Task brief: Go over the entries and report the lines where the word "expect" occurs.

(Collected data entries)

=-=-=

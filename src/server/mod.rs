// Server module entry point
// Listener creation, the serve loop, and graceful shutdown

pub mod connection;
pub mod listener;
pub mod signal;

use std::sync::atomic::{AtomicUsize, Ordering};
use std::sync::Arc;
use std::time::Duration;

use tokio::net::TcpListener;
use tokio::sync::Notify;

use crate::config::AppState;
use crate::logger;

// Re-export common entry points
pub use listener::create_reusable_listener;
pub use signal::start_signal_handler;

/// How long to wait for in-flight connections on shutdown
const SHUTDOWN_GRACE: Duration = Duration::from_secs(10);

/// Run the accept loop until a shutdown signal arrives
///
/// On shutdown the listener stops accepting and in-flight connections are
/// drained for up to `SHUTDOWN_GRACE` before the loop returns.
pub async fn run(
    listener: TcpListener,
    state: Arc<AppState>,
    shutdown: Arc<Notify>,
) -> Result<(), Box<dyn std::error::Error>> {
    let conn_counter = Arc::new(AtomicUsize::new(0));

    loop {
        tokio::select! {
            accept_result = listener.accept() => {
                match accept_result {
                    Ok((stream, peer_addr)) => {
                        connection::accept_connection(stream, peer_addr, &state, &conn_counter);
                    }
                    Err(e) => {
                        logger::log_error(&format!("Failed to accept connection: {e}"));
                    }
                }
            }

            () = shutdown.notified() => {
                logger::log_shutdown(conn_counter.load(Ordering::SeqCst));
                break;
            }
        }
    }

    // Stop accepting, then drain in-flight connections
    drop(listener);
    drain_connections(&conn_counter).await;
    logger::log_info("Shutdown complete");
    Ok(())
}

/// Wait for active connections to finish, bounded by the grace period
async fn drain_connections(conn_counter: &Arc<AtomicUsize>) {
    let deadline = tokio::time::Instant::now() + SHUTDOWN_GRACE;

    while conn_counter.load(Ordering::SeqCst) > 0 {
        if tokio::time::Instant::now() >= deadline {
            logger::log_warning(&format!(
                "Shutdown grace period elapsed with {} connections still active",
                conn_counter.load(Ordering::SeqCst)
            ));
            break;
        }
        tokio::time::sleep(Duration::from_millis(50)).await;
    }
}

=-=-=

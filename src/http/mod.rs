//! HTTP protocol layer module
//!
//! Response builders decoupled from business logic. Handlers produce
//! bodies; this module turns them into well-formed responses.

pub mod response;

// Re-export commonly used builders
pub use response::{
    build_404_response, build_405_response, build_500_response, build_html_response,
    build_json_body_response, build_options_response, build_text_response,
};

=-=-=

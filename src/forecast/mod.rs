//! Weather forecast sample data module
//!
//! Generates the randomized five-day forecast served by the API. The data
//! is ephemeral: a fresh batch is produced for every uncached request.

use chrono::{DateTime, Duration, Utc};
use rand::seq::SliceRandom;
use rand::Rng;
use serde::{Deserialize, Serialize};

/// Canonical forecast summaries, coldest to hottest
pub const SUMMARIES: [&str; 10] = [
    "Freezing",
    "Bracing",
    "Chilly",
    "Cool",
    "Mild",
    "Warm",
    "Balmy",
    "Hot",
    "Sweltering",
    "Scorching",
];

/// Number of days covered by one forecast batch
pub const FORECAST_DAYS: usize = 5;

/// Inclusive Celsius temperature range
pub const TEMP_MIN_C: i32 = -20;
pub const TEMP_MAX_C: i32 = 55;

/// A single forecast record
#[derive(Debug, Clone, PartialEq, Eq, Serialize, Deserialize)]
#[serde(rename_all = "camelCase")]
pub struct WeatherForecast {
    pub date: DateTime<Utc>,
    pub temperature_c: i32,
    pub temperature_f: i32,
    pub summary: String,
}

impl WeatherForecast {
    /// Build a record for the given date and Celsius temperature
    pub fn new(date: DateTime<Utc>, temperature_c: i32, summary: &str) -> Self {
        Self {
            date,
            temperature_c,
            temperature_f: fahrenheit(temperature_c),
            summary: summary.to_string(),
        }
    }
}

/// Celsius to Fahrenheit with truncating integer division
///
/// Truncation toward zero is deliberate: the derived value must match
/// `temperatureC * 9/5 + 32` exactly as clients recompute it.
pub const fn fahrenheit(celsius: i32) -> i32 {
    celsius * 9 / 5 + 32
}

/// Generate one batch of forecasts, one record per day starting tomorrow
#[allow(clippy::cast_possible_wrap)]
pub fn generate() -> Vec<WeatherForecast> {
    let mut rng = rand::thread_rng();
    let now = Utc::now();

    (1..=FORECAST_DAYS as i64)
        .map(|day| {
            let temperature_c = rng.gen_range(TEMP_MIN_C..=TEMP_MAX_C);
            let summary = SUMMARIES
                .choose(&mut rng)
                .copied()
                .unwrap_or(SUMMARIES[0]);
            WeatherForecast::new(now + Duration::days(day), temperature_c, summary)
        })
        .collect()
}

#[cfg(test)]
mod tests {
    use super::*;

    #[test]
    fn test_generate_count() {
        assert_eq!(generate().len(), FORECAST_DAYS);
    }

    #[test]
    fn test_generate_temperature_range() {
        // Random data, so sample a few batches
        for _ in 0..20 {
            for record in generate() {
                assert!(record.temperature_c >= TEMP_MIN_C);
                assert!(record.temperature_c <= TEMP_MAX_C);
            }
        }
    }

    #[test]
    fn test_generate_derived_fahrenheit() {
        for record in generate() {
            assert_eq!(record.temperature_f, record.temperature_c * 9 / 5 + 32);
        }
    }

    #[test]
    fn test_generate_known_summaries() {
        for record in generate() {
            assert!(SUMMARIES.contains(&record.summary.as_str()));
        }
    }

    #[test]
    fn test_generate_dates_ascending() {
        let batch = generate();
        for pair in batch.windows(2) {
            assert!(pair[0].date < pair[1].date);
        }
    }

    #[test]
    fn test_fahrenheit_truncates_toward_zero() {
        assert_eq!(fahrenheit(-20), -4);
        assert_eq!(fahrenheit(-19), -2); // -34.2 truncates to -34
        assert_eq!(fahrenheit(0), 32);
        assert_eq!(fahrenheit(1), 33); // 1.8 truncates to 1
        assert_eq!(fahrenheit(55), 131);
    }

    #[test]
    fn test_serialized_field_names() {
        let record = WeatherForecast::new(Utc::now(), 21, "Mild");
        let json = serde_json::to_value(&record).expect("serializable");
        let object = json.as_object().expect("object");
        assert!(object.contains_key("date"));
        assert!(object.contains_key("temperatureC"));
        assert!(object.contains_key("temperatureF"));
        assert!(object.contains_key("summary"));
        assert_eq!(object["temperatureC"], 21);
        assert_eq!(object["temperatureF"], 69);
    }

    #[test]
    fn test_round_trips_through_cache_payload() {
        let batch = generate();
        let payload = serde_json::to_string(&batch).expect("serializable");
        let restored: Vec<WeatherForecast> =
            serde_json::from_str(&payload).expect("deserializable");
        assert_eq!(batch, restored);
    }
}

=-=-=

Response to the task:
        let json = serde_json::to_value(&record).expect("serializable");
        let object = json.as_object().expect("object");
        let payload = serde_json::to_string(&batch).expect("serializable");
            serde_json::from_str(&payload).expect("deserializable");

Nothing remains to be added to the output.